Torpezas são moeda corrente
Sempre existe saldo positivo no debate político, na participação do povo nos destinos do país. Os defensores do status quo sabem disso e tudo fazem para que as eleições ocorram sem campanhas eleitorais. Preferem os pleitos às campanhas; preferem atos eleitorais simbólicos, espaçados, indiretos e eleitorado despolitizado ao exercício pleno da democracia. Desprezar o valor das campanhas eleitorais, portanto, é uma posição politicamente ingênua. E numa sucessão presidencial como a deste ano o combate ganha satus de vida ou morte — nela estará em jogo nada mais do que a decisão sobre se seguiremos ou não pelo caminho iniciado por Vargas em 1930 e interditado pela era militar-FHC (a eleição de Lula em 2002 foi, inegavelmente, um sinal de retorno a esse caminho).
Há, no entanto, um fato decisivo a se considerar: em uma campanha eleitoral, as torpezas são moeda corrente. As primeiras manchetes do que viria a ser a sórdida onda de ataques ao governo Lula, por exemplo, representou uma espécie de ordem unida para o avanço da direita. Ou seja: soou a voz do dono. Desde então, o que se viu foi a repetição da sordidez outrora usada contra Vargas — que o levou ao suicídio. Como naqueles idos, nunca se vira tanta ignomínia, tamanha crueldade no aviltamento, tão grande sanha para ferir um homem a quem seus acusadores, sem autoridade para sê-lo, só podem imputar o “crime” de pretender encurtar as distâncias sociais existentes em nosso país. Desde a sanha contra Vargas, nunca se viu tanto ódio, tanta torpeza, tantos insultos contra uma pessoa que nada fez para merecer isso tudo.
Viseiras dogmáticas
O que está se passando com Lula é ignóbil. Dia a dia, ultrajam-no mais. Nem a sua família lhe poupam. A “grande imprensa” já cometeu todos os desmandos, ultrapassou todos os limites, rompeu todas as convenções. Nada ficou de pé. E a cada um dos desatinos parece que a única preocupação é superar os anteriores. Seus “analistas” têm o único objetivo de criar um coro alucinado na toada fria e implacável das invectivas, zombando daquele que merece todo o respeito da nação. O objetivo confesso é fazer Lula parecer uma criança órfã, desamparada de pai e mãe. Para tanto, se aproveitam de suas próprias criações, como é o caso da corrupção eleitoral, para vender a idéia de que o país precisa de um salvador da pátria. E assim criam dificuldade para o eleitorado definir o voto.
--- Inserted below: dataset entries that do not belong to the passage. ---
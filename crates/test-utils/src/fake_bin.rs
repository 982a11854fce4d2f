//! Stand-in `lerobot-*` executables for tests.
//!
//! Each fake is a `/bin/sh` script written into a temporary directory that
//! tests hand to `Planner::with_bin_dir`, so no real LeRobot install is
//! needed.

use std::fs;
use std::path::{Path, PathBuf};

use anyhow::{Context, Result};
use tempfile::TempDir;

/// Temporary bin directory plus a scratch working directory and a session
/// base directory, all removed on drop.
pub struct FakeBin {
    root: TempDir,
}

impl FakeBin {
    pub fn new() -> Result<Self> {
        let root = tempfile::tempdir().context("creating fake bin tempdir")?;
        fs::create_dir_all(root.path().join("bin"))?;
        fs::create_dir_all(root.path().join("work"))?;
        Ok(Self { root })
    }

    pub fn bin_dir(&self) -> PathBuf {
        self.root.path().join("bin")
    }

    pub fn work_dir(&self) -> PathBuf {
        self.root.path().join("work")
    }

    pub fn log_dir(&self) -> PathBuf {
        self.root.path().join("logs")
    }

    pub fn path(&self) -> &Path {
        self.root.path()
    }

    /// Install `command` as an executable shell script with `body`.
    pub fn install(&self, command: &str, body: &str) -> Result<PathBuf> {
        let path = self.bin_dir().join(command);
        fs::write(&path, format!("#!/bin/sh\n{body}\n"))
            .with_context(|| format!("writing fake {command}"))?;
        make_executable(&path)?;
        Ok(path)
    }
}

#[cfg(unix)]
fn make_executable(path: &Path) -> Result<()> {
    use std::os::unix::fs::PermissionsExt;

    let mut perms = fs::metadata(path)?.permissions();
    perms.set_mode(0o755);
    fs::set_permissions(path, perms)?;
    Ok(())
}

#[cfg(not(unix))]
fn make_executable(_path: &Path) -> Result<()> {
    Ok(())
}
//! LLM Provider implementations
//!
//! ## Architecture
//!
//! All real providers go through the `genai` crate, which handles:
//! - Streaming SSE parsing
//! - Provider-specific protocols (OpenAI, Anthropic, Gemini, etc.)
//! - Tool calling
//!
//! Providers not natively in genai (Azure, OpenRouter, Mistral) are handled
//! via genai's `ServiceTargetResolver` using OpenAI-compatible protocols.
//!
//! The `MockProvider` plays scripted replies for tests.

mod traits;
mod error;
mod genai_adapter;
mod genai_provider;
mod mock;

// Core traits and types
pub use traits::{Provider, ProviderModelConfig, StreamChatOptions, StreamResponse};
pub use error::{is_context_overflow_message, ProviderError, ProviderResult};

// The main provider - handles all LLM providers via genai
pub use genai_provider::GenaiProvider;
pub use genai_adapter::{is_genai_native, is_genai_supported, provider_env_key, ProviderConfig};

// Mock provider for testing
pub use mock::{MockFailure, MockMode, MockProvider, MockReply, MockRequest};

use crate::logging::Logger;
use std::sync::Arc;

/// Create a provider for the given provider ID
///
/// `mock` yields an echoing `MockProvider`; every other ID goes through
/// `GenaiProvider`, with unknown IDs treated as OpenAI-compatible endpoints.
pub fn create_provider(provider_id: &str, logger: Arc<dyn Logger>) -> Arc<dyn Provider> {
    match provider_id.to_lowercase().as_str() {
        "mock" => Arc::new(MockProvider::echo(logger)),
        _ => {
            if !GenaiProvider::supports(provider_id) {
                logger.warn(&format!(
                    "[providers] Unknown provider '{}', assuming an OpenAI-compatible endpoint",
                    provider_id
                ));
            }
            Arc::new(GenaiProvider::new(provider_id, logger))
        }
    }
}

#[cfg(test)]
mod tests {
    use super::*;
    use crate::logging::{CaptureLogger, LogLevel};

    #[test]
    fn test_create_provider() {
        let logger = Arc::new(CaptureLogger::new());

        assert_eq!(create_provider("mock", logger.clone()).name(), "mock");
        assert_eq!(create_provider("anthropic", logger.clone()).name(), "anthropic");
        assert!(!logger.contains(LogLevel::Warn, "Unknown provider"));

        assert_eq!(create_provider("acme", logger.clone()).name(), "acme");
        assert!(logger.contains(LogLevel::Warn, "Unknown provider 'acme'"));
    }
}
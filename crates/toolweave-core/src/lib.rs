//! Toolweave Core
//!
//! Tool-augmented conversations for chat front-ends.
//! A front-end hands each user message to the [`Orchestrator`], which keeps
//! the per-user history, streams the model's reply and runs any tools the
//! model asks for against the configured tool servers.
//!
//! ## Tool Orchestration
//!
//! The `tools` module routes model tool calls to MCP servers:
//! - Connect to every configured tool server at startup
//! - Register discovered tools, first registrant wins on name clashes
//! - Execute a round of tool calls concurrently and return results to the LLM
//!
//! ```rust,ignore
//! use std::sync::Arc;
//! use toolweave_core::{ConsoleLogger, FileConfigProvider, Orchestrator, ToolRegistry};
//!
//! let logger = Arc::new(ConsoleLogger::from_env());
//! let config = FileConfigProvider::user().load()?;
//!
//! let registry = Arc::new(ToolRegistry::new(logger.clone()));
//! let report = registry.connect_all(&config.tool_servers).await;
//!
//! let chat = Orchestrator::from_config(&config, registry, logger);
//! let answer = chat
//!     .handle_turn("user-1", "What time is it in Tokyo?", &|chunk: &str| print!("{}", chunk), false)
//!     .await;
//! ```

pub mod types;
pub mod logging;
pub mod config;
pub mod providers;
pub mod mcp;
pub mod tools;
pub mod history;
pub mod chat;

// Re-export commonly used types
pub use types::{
    ChatMessage, ContentPart, MessageRole, MessageContent,
    Tool, ToolCall, ToolContent, ToolResult,
    StopReason, StreamChunk,
};

pub use logging::{Logger, NoOpLogger, ConsoleLogger, LogLevel};

pub use config::{ChatSettings, ConfigFile, ConfigError, FileConfigProvider, ToolServerConfig, ToolTransport};

pub use providers::{create_provider, Provider, ProviderError, ProviderModelConfig, StreamChatOptions};

pub use tools::{BootstrapReport, ToolDescriptor, ToolError, ToolOutput, ToolProvider, ToolRegistry};

pub use history::HistoryStore;

pub use chat::{Orchestrator, TurnInput, TurnSink};

// MCP client using official rmcp SDK
pub use mcp::{Capability, McpClient, McpError, McpResult};
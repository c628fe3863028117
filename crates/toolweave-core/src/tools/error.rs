//! Router error types

use thiserror::Error;

use crate::mcp::McpError;

/// Errors raised while routing or invoking a tool
#[derive(Error, Debug)]
pub enum ToolError {
    /// No connection registered a tool with this name
    #[error("Unknown tool: {name}")]
    UnknownTool { name: String },

    /// The tool is routed to a connection that is no longer present
    #[error("Tool '{tool}' is routed to missing connection '{connection}'")]
    ConnectionMissing { tool: String, connection: String },

    /// The owning connection failed to run the tool
    #[error(transparent)]
    Invocation(#[from] McpError),
}

impl ToolError {
    pub fn unknown_tool(name: impl Into<String>) -> Self {
        Self::UnknownTool { name: name.into() }
    }
}
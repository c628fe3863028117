//! Configuration file structure

use std::collections::HashMap;

use serde::{Deserialize, Serialize};

use super::error::{ConfigError, ConfigResult};
use crate::providers::ProviderModelConfig;

/// Configuration file structure
#[derive(Debug, Clone, Default, Serialize, Deserialize)]
pub struct ConfigFile {
    /// LLM provider and model
    #[serde(default)]
    pub provider: ProviderSettings,

    /// Conversation limits and sampling
    #[serde(default)]
    pub chat: ChatSettings,

    /// Tool servers connected at startup
    #[serde(default)]
    pub tool_servers: Vec<ToolServerConfig>,
}

impl ConfigFile {
    /// Check every section for out-of-range values
    pub fn validate(&self) -> ConfigResult<()> {
        self.chat.validate()?;

        let mut seen = std::collections::HashSet::new();
        for server in &self.tool_servers {
            if server.name.trim().is_empty() {
                return Err(ConfigError::invalid("tool_servers.name", "must not be empty"));
            }
            if !seen.insert(server.name.as_str()) {
                return Err(ConfigError::invalid(
                    "tool_servers.name",
                    format!("duplicate server name '{}'", server.name),
                ));
            }
        }
        Ok(())
    }
}

/// Which model to talk to and how to authenticate
#[derive(Debug, Clone, Serialize, Deserialize)]
pub struct ProviderSettings {
    /// Provider identifier (anthropic, openai, ollama, ...)
    #[serde(default = "default_provider_id")]
    pub id: String,
    /// Model identifier as used by the provider's API
    #[serde(default = "default_model")]
    pub model: String,
    /// API key; falls back to the provider's environment variable
    #[serde(default, skip_serializing_if = "Option::is_none")]
    pub api_key: Option<String>,
    /// Custom API base URL, honoured for every provider (proxies, gateways,
    /// OpenAI-compatible servers)
    #[serde(default, skip_serializing_if = "Option::is_none")]
    pub api_base: Option<String>,
}

impl Default for ProviderSettings {
    fn default() -> Self {
        Self {
            id: default_provider_id(),
            model: default_model(),
            api_key: None,
            api_base: None,
        }
    }
}

impl ProviderSettings {
    /// Request-level model configuration for the provider
    pub fn model_config(&self) -> ProviderModelConfig {
        let mut config = ProviderModelConfig::new(&self.model);
        if let Some(key) = &self.api_key {
            config = config.with_api_key(key);
        }
        if let Some(base) = &self.api_base {
            config = config.with_api_base(base);
        }
        config
    }
}

fn default_provider_id() -> String {
    "anthropic".to_string()
}

fn default_model() -> String {
    "claude-3-5-sonnet-latest".to_string()
}

/// Limits applied to every conversation turn
#[derive(Debug, Clone, Serialize, Deserialize)]
pub struct ChatSettings {
    /// System prompt sent with every request
    #[serde(default = "default_system_prompt")]
    pub system_prompt: String,
    /// Sampling temperature
    #[serde(default = "default_temperature")]
    pub temperature: f32,
    /// Maximum tokens generated per model call
    #[serde(default = "default_max_tokens")]
    pub max_tokens: u32,
    /// Number of most recent history entries sent per request
    #[serde(default = "default_history_window")]
    pub history_window: usize,
    /// Tool rounds allowed per turn before the loop gives up
    #[serde(default = "default_max_depth")]
    pub max_depth: usize,
    /// Estimated token ceiling for each user's retained history
    #[serde(default = "default_token_ceiling")]
    pub token_ceiling: usize,
}

impl Default for ChatSettings {
    fn default() -> Self {
        Self {
            system_prompt: default_system_prompt(),
            temperature: default_temperature(),
            max_tokens: default_max_tokens(),
            history_window: default_history_window(),
            max_depth: default_max_depth(),
            token_ceiling: default_token_ceiling(),
        }
    }
}

impl ChatSettings {
    pub fn validate(&self) -> ConfigResult<()> {
        if !(0.0..=2.0).contains(&self.temperature) {
            return Err(ConfigError::invalid("chat.temperature", "must be between 0.0 and 2.0"));
        }
        if self.max_tokens == 0 {
            return Err(ConfigError::invalid("chat.max_tokens", "must be positive"));
        }
        // A window of one could never hold an invocation together with its result
        if self.history_window < 2 {
            return Err(ConfigError::invalid("chat.history_window", "must be at least 2"));
        }
        if self.token_ceiling == 0 {
            return Err(ConfigError::invalid("chat.token_ceiling", "must be positive"));
        }
        Ok(())
    }
}

fn default_system_prompt() -> String {
    "You are a helpful assistant. Use the available tools when they help answer the user, \
     and answer concisely."
        .to_string()
}

fn default_temperature() -> f32 {
    0.5
}

fn default_max_tokens() -> u32 {
    2048
}

fn default_history_window() -> usize {
    6
}

fn default_max_depth() -> usize {
    10
}

fn default_token_ceiling() -> usize {
    100_000
}

/// How to reach a tool server
#[derive(Debug, Clone, PartialEq, Serialize, Deserialize)]
#[serde(tag = "type", rename_all = "lowercase")]
pub enum ToolTransport {
    /// Spawn a child process and speak MCP over its stdio
    Stdio {
        command: String,
        #[serde(default)]
        args: Vec<String>,
        #[serde(default)]
        env: HashMap<String, String>,
    },
    /// Streamable HTTP endpoint
    Http { url: String },
    /// Unix domain socket
    Unix { path: String },
}

/// Configuration for a single tool server
#[derive(Debug, Clone, PartialEq, Serialize, Deserialize)]
pub struct ToolServerConfig {
    /// Connection identifier, unique among tool servers
    pub name: String,
    /// Transport configuration
    pub transport: ToolTransport,
}

#[cfg(test)]
mod tests {
    use super::*;

    #[test]
    fn test_defaults_from_empty_document() {
        let config: ConfigFile = serde_yaml::from_str("{}").unwrap();
        assert_eq!(config.provider.id, "anthropic");
        assert_eq!(config.chat.history_window, 6);
        assert_eq!(config.chat.max_depth, 10);
        assert!(config.tool_servers.is_empty());
        assert!(config.validate().is_ok());
    }

    #[test]
    fn test_tool_server_transports() {
        let yaml = r#"
tool_servers:
  - name: time
    transport:
      type: stdio
      command: docker
      args: ["run", "--rm", "-i", "mcp/time"]
  - name: browser
    transport:
      type: http
      url: http://localhost:3001/mcp
  - name: editor
    transport:
      type: unix
      path: /tmp/editor.sock
"#;
        let config: ConfigFile = serde_yaml::from_str(yaml).unwrap();
        assert_eq!(config.tool_servers.len(), 3);
        match &config.tool_servers[0].transport {
            ToolTransport::Stdio { command, args, env } => {
                assert_eq!(command, "docker");
                assert_eq!(args.len(), 4);
                assert!(env.is_empty());
            }
            other => panic!("expected stdio transport, got {:?}", other),
        }
        assert_eq!(
            config.tool_servers[1].transport,
            ToolTransport::Http { url: "http://localhost:3001/mcp".to_string() }
        );
    }

    #[test]
    fn test_validation_rejects_bad_values() {
        let mut config = ConfigFile::default();
        config.chat.history_window = 1;
        assert!(matches!(config.validate(), Err(ConfigError::Invalid { field: "chat.history_window", .. })));

        let mut config = ConfigFile::default();
        let server = ToolServerConfig {
            name: "memory".to_string(),
            transport: ToolTransport::Http { url: "http://localhost".to_string() },
        };
        config.tool_servers = vec![server.clone(), server];
        assert!(config.validate().is_err());
    }

    #[test]
    fn test_model_config() {
        let settings = ProviderSettings {
            api_key: Some("sk-test".to_string()),
            ..Default::default()
        };
        let model = settings.model_config();
        assert_eq!(model.model, "claude-3-5-sonnet-latest");
        assert_eq!(model.api_key.as_deref(), Some("sk-test"));
        assert!(model.api_base.is_none());
    }
}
O que alguns representantes do povo — falo dos verdadeiros, dos que o são de fato — aparentemente ainda não entenderam é que a sucessão presidencial não pode ser medida apenas segundo o candidato (seus traços biográficos, suas características, seus pendores). O mais importante é levar em conta a composição de forças que o lançam ou apóiam, o programa com o qual se compromete, seus laços com o regime democrático — ainda que no nível a que esse regime atingiu em nosso país. Um candidato honesto em suas convicções. A honestidade é ponte segura para as mudanças. E é essa ponte que dá a Lula o direito de pleitear mais quatro anos na Presidência da República. Só não enxerga isso quem, de um lado, está munido de viseiras dogmáticas, ou quem, de outro, está mordido por ter de ceder um pouco do muito que tem.